On September 10-13, the Office of the National Water Resources (ONWR), the face of Thailand at the frontline, engaged in momentous meetings for the 3rd Lancang-Mekong Water Resource Cooperation Forum and the 18th World Water Congress, held in Beijing. Accompanying Thailand were esteemed delegates from its fellow Mekong-Lancang Cooperation (MLC) member countries of Cambodia, China, Laos, Myanmar, and Vietnam.
According to Surasee Kittimonthon, the esteemed Secretary-General of ONWR, these groundbreaking meetings were a platform for intellectual exchange and a showcase of latest technological advancements. Progress reports on current projects subsidized by the MLC special fund further dominated the discussions. More significantly, these global conferences presented a remarkable opportunity to gauge the evolving perspectives on Mekong-Lancang water management cooperation.
Thailand, serving as a vanguard for change, vehemently emphasized the necessity for transnational collaboration in water resource management. Surasee Kittimonthon advocated for the incorporation of all societal entities, including government bodies, private and nonprofit sectors, as well as women and youth-led organizations, into this crucial dialogue. This broad spectrum of engagement, he argued, would be instrumental in combatting the mounting implications of climate change, including devastating phenomena like flooding, droughts, and surging demands for freshwater.
Surasee Kittimonthon further unveiled Thailand’s proposition for a holistic water management blueprint, rooted in the vision of the nation’s long-term water management masterplan.
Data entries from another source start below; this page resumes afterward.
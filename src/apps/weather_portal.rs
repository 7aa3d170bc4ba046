// Weather portal: jumps to a trusted forecast site instead of asking the AI

use super::action::{ActionInput, ActionOutcome, AppAction};
use super::fragment::{region, Fragment, RESULT_REGION};
use super::AppDescriptor;
use crate::error::{LauncherError, Result};
use crate::markdown::escape_html;
use crate::notice::Notice;
use async_trait::async_trait;
use reqwest::Url;
use std::sync::Arc;

pub const APP_ID: &str = "weather_portal";
pub const ACTION: &str = "search_weather";
pub const CITY_FIELD: &str = "city";

pub const OKINAWA_FORECAST_URL: &str = "https://tenki.jp/forecast/10/";
const SEARCH_URL: &str = "https://www.google.com/search";
const DEFAULT_CITY: &str = "Kadena";

/// Search URL for a city's tenki.jp page
pub fn search_url(city: &str) -> Result<Url> {
    Url::parse_with_params(SEARCH_URL, &[("q", format!("{} tenki.jp", city))])
        .map_err(|e| LauncherError::ValidationError(format!("Could not build search URL: {}", e)))
}

struct SearchWeather;

#[async_trait]
impl AppAction for SearchWeather {
    fn validate(&self, input: &ActionInput) -> Result<()> {
        input.require(CITY_FIELD, "Please enter a place name!").map(|_| ())
    }

    async fn run(&self, input: ActionInput) -> Result<ActionOutcome> {
        let city = input.require(CITY_FIELD, "Please enter a place name!")?;
        let url = search_url(city)?;

        let link = format!(
            "<p class=\"weather-link\"><a href=\"{url}\" target=\"_blank\" rel=\"noopener\">\
             Open the tenki.jp results for {city}</a></p>",
            url = escape_html(url.as_str()),
            city = escape_html(city),
        );

        Ok(ActionOutcome::new(link)
            .with_notice(Notice::info(format!("Searched tenki.jp for {}!", city)))
            .with_open_url(url.to_string()))
    }
}

fn render() -> Fragment {
    Fragment::new(format!(
        "<section class=\"app bg-blue-100\" data-app=\"{id}\">\
         <h1>✅ Weather Portal</h1>\
         <h2>Instant access to reliable forecasts!</h2>\
         <form method=\"post\" action=\"/apps/{id}/actions\">\
         <input type=\"text\" name=\"{field}\" placeholder=\"e.g. Naha, Tokyo, Sapporo\" value=\"{city}\">\
         <button type=\"submit\" name=\"action\" value=\"{action}\">Check the local forecast!</button>\
         <p class=\"hint\">Combines the place name with tenki.jp and opens the search results.</p>\
         </form>\
         {result}\
         <hr>\
         <h3>Heading straight to Okinawa?</h3>\
         <a class=\"button\" href=\"{okinawa}\" target=\"_blank\" rel=\"noopener\">Okinawa forecast on tenki.jp</a>\
         </section>",
        id = APP_ID,
        field = CITY_FIELD,
        city = DEFAULT_CITY,
        action = ACTION,
        result = region(RESULT_REGION, ""),
        okinawa = OKINAWA_FORECAST_URL,
    ))
}

pub fn build() -> AppDescriptor {
    AppDescriptor::new(APP_ID, "Weather Portal ✅", render)
        .with_icon("🗾")
        .with_description("One tap to a trusted weather site. Okinawa gets the VIP treatment!")
        .with_color("bg-blue-100")
        .with_on_launch(|| tracing::debug!("Weather portal launched"))
        .with_action(ACTION, Arc::new(SearchWeather))
}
The pioneering agenda, he contended, was designed with an unflagging dedication to sustainable water management in alignment with the United Nations’ 2030 Agenda for Sustainable Development.
In an unprecedented consensus, the MLC member countries consented to embark on the initial phase of a joint study between the Mekong River Commission and MLC. The groundbreaking initiative aims to cultivate an accessible data hub detailing reservoir operations on the Mekong River. This initiative presents possibilities for informed decision-making regarding water flow and release, offering viable solutions to minimize the impacts of drastic climate variations on the communities dotting the river’s downstream course.
Surasee Kittimonthon’s statement culminated with the announcement of a decisive plan to establish a joint expert group tasked with overseeing the studies. A comprehensive Lancang-Mekong survey is also in the pipeline, with a mission to examine the rippling impacts of these dynamisms on communities that call the Mekong riverbank their home.